[Prompt]: What is needed is an exact copy of all the records below.

-.-.-

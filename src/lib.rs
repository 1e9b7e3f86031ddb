//! # bip-params
//!
//! `bip-params` is the parameter-description layer for Bayesian inference and
//! optimization tools: named, typed parameters with constraints and shapes,
//! their current values, and named collections of them.
//!
//! The library provides:
//! - Immutable per-parameter metadata (name, type, constraints, shape)
//! - Validated value storage for scalar and array-valued parameters
//! - A name-keyed parameter group with uniqueness guarantees
//! - Flattening of values into `ndarray` arrays for optimizer consumption
//! - JSON persistence for whole groups
//!
//! ## Basic Usage
//!
//! ```
//! use bip_params::{ParamGroup, ParamInfo, ParamType, Value};
//!
//! let mut group = ParamGroup::new();
//! group.add_parameter(ParamInfo::bounded("rate", 0.0, 1.0), Value::Float(0.5)).unwrap();
//! group.add_parameter(ParamInfo::scalar("trials", ParamType::Int), Value::Int(100)).unwrap();
//!
//! assert_eq!(group.get_names(), vec!["rate", "trials"]);
//! assert_eq!(group.to_array().unwrap().to_vec(), vec![0.5, 100.0]);
//! ```

// Public modules
pub mod error;

// Parameter system
pub mod params;

// Re-exports for convenience
pub use error::{ParamsError, Result};
pub use params::{ConstraintValue, Constraints, ParamGroup, ParamInfo, ParamType, ParamValue, Shape, Value};

/// Version of the library
pub const VERSION: &str = env!("CARGO_PKG_VERSION");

-.-.-

[Solution to the problem]:
filename src/lib.rs
repository 1e9b7e3f86031ddb
//! # bip-params
//!
//! `bip-params` is the parameter-description layer for Bayesian inference and
//! optimization tools: named, typed parameters with constraints and shapes,
//! their current values, and named collections of them.
//!
//! The library provides:
//! - Immutable per-parameter metadata (name, type, constraints, shape)
//! - Validated value storage for scalar and array-valued parameters
//! - A name-keyed parameter group with uniqueness guarantees
//! - Flattening of values into `ndarray` arrays for optimizer consumption
//! - JSON persistence for whole groups
//!
//! ## Basic Usage
//!
//! ```
//! use bip_params::{ParamGroup, ParamInfo, ParamType, Value};
//!
//! let mut group = ParamGroup::new();
//! group.add_parameter(ParamInfo::bounded("rate", 0.0, 1.0), Value::Float(0.5)).unwrap();
//! group.add_parameter(ParamInfo::scalar("trials", ParamType::Int), Value::Int(100)).unwrap();
//!
//! assert_eq!(group.get_names(), vec!["rate", "trials"]);
//! assert_eq!(group.to_array().unwrap().to_vec(), vec![0.5, 100.0]);
//! ```

// Public modules
pub mod error;

// Parameter system
pub mod params;

// Re-exports for convenience
pub use error::{ParamsError, Result};
pub use params::{ConstraintValue, Constraints, ParamGroup, ParamInfo, ParamType, ParamValue, Shape, Value};

/// Version of the library
pub const VERSION: &str = env!("CARGO_PKG_VERSION");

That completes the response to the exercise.